(HealthDay)—For active-duty military personnel, the addition of chiropractic care to usual medical care is associated with improvements in low back pain intensity and disability, according to a study published online May 18 in JAMA Network Open.
Christine M. Goertz, Ph.D., from the Palmer Center for Chiropractic Research in Davenport, Iowa, and colleagues conducted a three-site pragmatic comparative effectiveness clinical trial involving active-duty U.S. service members aged 18 to 50 years with low back pain from a musculoskeletal source. A total of 750 patients were recruited and received usual medical care with or without chiropractic care, which included spinal manipulative therapy in the low back and adjacent regions and additional therapeutic procedures.

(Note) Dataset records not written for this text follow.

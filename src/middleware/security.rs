// SPDX-License-Identifier: MIT

//! Security headers middleware.

use axum::{extract::Request, http::HeaderValue, middleware::Next, response::Response};

/// Add security headers to all responses.
///
/// The API serves JSON only, so framing and content sniffing are denied
/// outright, and auth responses must never be cached by intermediaries.
pub async fn add_security_headers(req: Request, next: Next) -> Response {
    let mut response = next.run(req).await;
    let headers = response.headers_mut();

    headers.insert(
        "X-Content-Type-Options",
        HeaderValue::from_static("nosniff"),
    );
    headers.insert("X-Frame-Options", HeaderValue::from_static("DENY"));
    headers.insert("Referrer-Policy", HeaderValue::from_static("no-referrer"));
    headers.insert(
        "Cache-Control",
        HeaderValue::from_static("no-store, max-age=0"),
    );

    response
}

#[cfg(test)]
mod tests {
    use super::*;
    use axum::body::Body;
    use axum::{routing::get, Router};
    use tower::ServiceExt; // for oneshot

    #[tokio::test]
    async fn test_security_headers() {
        let app = Router::new()
            .route("/", get(|| async { "ok" }))
            .layer(axum::middleware::from_fn(add_security_headers));

        let response = app
            .oneshot(Request::builder().uri("/").body(Body::empty()).unwrap())
            .await
            .unwrap();

        let headers = response.headers();
        assert_eq!(headers.get("X-Content-Type-Options").unwrap(), "nosniff");
        assert_eq!(headers.get("X-Frame-Options").unwrap(), "DENY");
        assert_eq!(headers.get("Referrer-Policy").unwrap(), "no-referrer");
        assert_eq!(
            headers.get("Cache-Control").unwrap(),
            "no-store, max-age=0"
        );
    }
}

The researchers found that in all models there were statistically significant site × time × group interactions. At week six, the adjusted mean differences in scores were statistically significant in favor of usual medical care plus chiropractic care versus usual medical care alone for low back pain intensity, disability, and satisfaction (mean differences, −1.1, −2.2, and 2.5, respectively). For perceived improvement and self-reported pain medication use, the adjusted odds ratios at week six were also statistically significant in favor of usual medical care plus chiropractic care overall (odds ratios, 0.18 and 0.73, respectively).
"This trial provides additional support for the inclusion of chiropractic care as a component of multidisciplinary health care for low back pain, as currently recommended in existing guidelines," the authors write.
One author disclosed financial ties to the medical device industry.